Para não atletas, no entanto, essa dieta tem um objetivo mais direto: ajudar na perda de peso. Acredita-se que os dias com pouco carboidrato promoverão maior perda de gordura, mas, conforme observado no plano de cetogênico, isso só funciona quando você segue estritamente uma dieta low carb – não quando faz o ciclo intermitente. Se a ciclagem de carboidratos promove a perda de peso, é porque simplesmente restringe a ingestão total de calorias em dias com menos carboidratos. Mas, não existem estudos clínicos que comprovem que isso é mais eficaz do que simplesmente restringir calorias.

Algumas pessoas podem achar que é mais fácil seguir um plano low carb apenas alguns dias por semana, em vez de adotar uma dieta cetogênica em tempo integral, e isso pode ajudar no início. Mas, tendo em mente a importância dos carboidratos certos na dieta, é aconselhável ter cautela para não cortar os carboidratos de forma radical ou fazer isso com muita frequência.

 

Dieta sem Glúten

A dieta sem glúten é essencial para quem tem doença celíaca ou para quem tem algum tipo de sensibilidade ao glúten. Alimentos restritos nesse caso são aqueles feitos com trigo, centeio e cevada, que podem incluir outros alimentos sem amido, como cerveja, carnes processadas e condimentos.

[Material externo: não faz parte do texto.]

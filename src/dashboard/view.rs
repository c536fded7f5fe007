//! The dashboard render target.
//!
//! Every field corresponds to one region of the page. Regions are only ever
//! replaced wholesale; a failed fetch cycle touches the status indicator and
//! the error banner and nothing else.

use chrono::{DateTime, Duration, Utc};
use serde::Serialize;

use super::chart::ChartSlot;
use super::rate_card::{RateCard, RateKind, render_rate_card};
use super::format_number;
use crate::api::{KeyInfo, ServiceStatus, UsageHistory};

/// Key-usage status indicator next to the refresh control.
#[derive(Debug, Clone, Copy, Default, PartialEq, Eq, Serialize)]
#[serde(rename_all = "lowercase")]
pub enum Indicator {
    #[default]
    Idle,
    Loading,
    Live,
    Error,
}

impl Indicator {
    pub fn text(self) -> &'static str {
        match self {
            Self::Idle => "",
            Self::Loading => "Loading...",
            Self::Live => "Live",
            Self::Error => "Error",
        }
    }
}

/// Service status dot.
#[derive(Debug, Clone, Copy, Default, PartialEq, Eq, Serialize)]
#[serde(rename_all = "lowercase")]
pub enum ServiceDot {
    #[default]
    Unknown,
    Active,
    Error,
}

/// Environment badge text used when the status endpoint is unreachable.
pub const OFFLINE: &str = "offline";

/// Service status strip: dot, text and environment badge.
#[derive(Debug, Clone, Default, PartialEq, Serialize)]
pub struct ServiceIndicator {
    pub visible: bool,
    pub dot: ServiceDot,
    pub text: String,
    pub environment: String,
    /// Badge uses the offline styling.
    pub offline: bool,
}

/// Ban details shown inside the user panel.
#[derive(Debug, Clone, PartialEq, Serialize)]
pub struct BanInfo {
    pub reason: String,
    pub expires: String,
}

/// User-info panel.
#[derive(Debug, Clone, PartialEq, Serialize)]
pub struct UserPanel {
    pub username: String,
    pub plan: String,
    pub admin: bool,
    pub ban: Option<BanInfo>,
}

impl UserPanel {
    pub fn from_key_info(key: &KeyInfo) -> Self {
        let ban = key.banned.then(|| BanInfo {
            reason: non_empty_or(key.ban_reason.as_deref(), "Not specified"),
            expires: non_empty_or(key.ban_expires.as_deref(), "Never"),
        });
        Self {
            username: key.username.clone(),
            plan: key.plan.clone(),
            admin: key.admin,
            ban,
        }
    }
}

fn non_empty_or(value: Option<&str>, fallback: &str) -> String {
    match value {
        Some(v) if !v.is_empty() => v.to_string(),
        _ => fallback.to_string(),
    }
}

/// Global service statistics panel.
#[derive(Debug, Clone, PartialEq, Serialize)]
pub struct GlobalStats {
    pub total_requests: u64,
    pub total_tokens: u64,
    pub endpoint_count: usize,
    pub endpoints: Vec<String>,
}

impl GlobalStats {
    pub fn from_status(status: &ServiceStatus) -> Self {
        Self {
            total_requests: status.requests,
            total_tokens: status.total_tokens_used,
            endpoint_count: status.endpoints.len(),
            endpoints: status.endpoints.clone(),
        }
    }
}

/// Transient error banner.
#[derive(Debug, Clone, PartialEq, Serialize)]
pub struct Banner {
    pub message: String,
    pub expires_at: DateTime<Utc>,
}

impl Banner {
    pub fn is_visible(&self, now: DateTime<Utc>) -> bool {
        now < self.expires_at
    }
}

/// Everything the dashboard shows.
#[derive(Debug, Clone, Default, Serialize)]
pub struct DashboardView {
    /// Masked token shown in the input surface.
    pub token_input: Option<String>,
    /// Key-usage section shown.
    pub visible: bool,
    pub refresh_visible: bool,
    pub status: Indicator,
    pub service: ServiceIndicator,
    pub user: Option<UserPanel>,
    pub rpm: Option<RateCard>,
    pub rpd: Option<RateCard>,
    pub total_usage: Option<u64>,
    pub total_tokens: Option<u64>,
    pub chart: ChartSlot,
    pub global_stats: Option<GlobalStats>,
    pub last_updated: Option<DateTime<Utc>>,
    pub error: Option<Banner>,
}

impl DashboardView {
    /// Rebuild every key-usage region from one successful fetch cycle.
    pub fn render_key_usage(&mut self, key: &KeyInfo, history: &UsageHistory, now: DateTime<Utc>) {
        self.user = Some(UserPanel::from_key_info(key));
        self.rpm = Some(render_rate_card(
            RateKind::Rpm,
            key.rpm,
            key.rpm_used,
            RateKind::Rpm.label(),
        ));
        self.rpd = Some(render_rate_card(
            RateKind::Rpd,
            key.rpd,
            key.rpd_used,
            RateKind::Rpd.label(),
        ));
        self.total_usage = Some(key.total_usage);
        self.total_tokens = Some(key.total_tokens_used);
        self.chart.replace(history);
        self.last_updated = Some(now);
    }

    /// Rebuild the global statistics panel from a cached status snapshot.
    pub fn render_global_stats(&mut self, status: &ServiceStatus) {
        self.global_stats = Some(GlobalStats::from_status(status));
    }

    /// Service strip after a successful status check.
    pub fn render_service_online(&mut self, status: &ServiceStatus) {
        self.service = ServiceIndicator {
            visible: true,
            dot: ServiceDot::Active,
            text: format!(
                "Service {} - {} requests served",
                status.status,
                format_number(status.requests)
            ),
            environment: status.environment.clone(),
            offline: false,
        };
    }

    /// Service strip after a failed status check.
    pub fn render_service_offline(&mut self) {
        self.service = ServiceIndicator {
            visible: true,
            dot: ServiceDot::Error,
            text: "Service unreachable".to_string(),
            environment: OFFLINE.to_string(),
            offline: true,
        };
    }

    pub fn show_dashboard(&mut self) {
        self.visible = true;
        self.refresh_visible = true;
    }

    /// Hide the key-usage section and refresh control. Rendered regions are
    /// kept; the next successful cycle overwrites them.
    pub fn hide_dashboard(&mut self) {
        self.visible = false;
        self.refresh_visible = false;
        self.global_stats = None;
    }

    pub fn show_error(&mut self, message: impl Into<String>, ttl: Duration, now: DateTime<Utc>) {
        self.error = Some(Banner {
            message: message.into(),
            expires_at: now.checked_add_signed(ttl).unwrap_or(DateTime::<Utc>::MAX_UTC),
        });
    }

    pub fn hide_error(&mut self) {
        self.error = None;
    }

    /// The error banner if it has not expired yet.
    pub fn visible_error(&self, now: DateTime<Utc>) -> Option<&Banner> {
        self.error.as_ref().filter(|b| b.is_visible(now))
    }

    /// Copy of the view as it looks at `now` (expired banner dropped).
    pub fn snapshot(&self, now: DateTime<Utc>) -> DashboardView {
        let mut view = self.clone();
        if view.visible_error(now).is_none() {
            view.error = None;
        }
        view
    }
}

Há alguns anos, a dieta sem glúten começou a se tornar popular como uma estratégia de perda de peso, uma vez que eliminava naturalmente da dieta alimentos que continham trigo – como pão, biscoitos, massas e cereais. Sem esses alimentos, as pessoas passaram a consumir principalmente proteínas, frutas, vegetais, laticínios e alguns grãos sem glúten. Com escolhas limitadas, a perda de peso costumava ser um efeito colateral.

Mas, a indústria de alimento viu uma tendência e descobriu como remover o glúten (e manter as calorias!) dos seus produtos. Principalmente em alimentos como pães, massas e cereais – onde o trigo é substituído por outras farinhas sem glúten. E assim, aqueles que prestavam atenção apenas aos rótulos sem glúten, começaram a acumular muitas calorias e descobriram que seus esforços para perder peso foram em vão.

Para quem não tem doença celíaca ou sensibilidade ao glúten, essa dieta ainda é bem balanceada, pois a maioria dos alimentos – com exceção daqueles que contêm glúten – é permitida. Mas se é a perda de peso que você deseja, não existe garantia de que você vai emagrecer, a menos que você também controle as calorias.

 

Foco em nutrição equilibrada e saudável

A nutrição é algo muito complexo e individual, as pessoas respondem de maneiras diferentes a dietas diferentes. Mas, o mais importante é adotar uma nutrição equilibrada e saudável como um hábito. Para buscar esse equilíbrio, tente incorporar na sua rotina alimentos ricos em nutrientes – aqueles que fornecem todos os nutrientes necessários, como proteínas, carboidratos, gorduras, vitaminas e minerais – sempre levando em consideração a quantidade de calorias de cada um deles.

Bons exemplos de alimentos ricos em nutrientes são proteínas magras, vegetais, frutas, grãos, leguminosas e uma pequena quantidade de gordura saudável. Também é importante observar que alguns nutrientes essenciais, como proteínas, não vêm apenas da carne. Fontes de proteína de origem vegetal, como feijão, ervilha e lentilha, são uma maneira excelente e saudável de garantir que você obtenha a proteína necessária, juntamente com outros benefícios.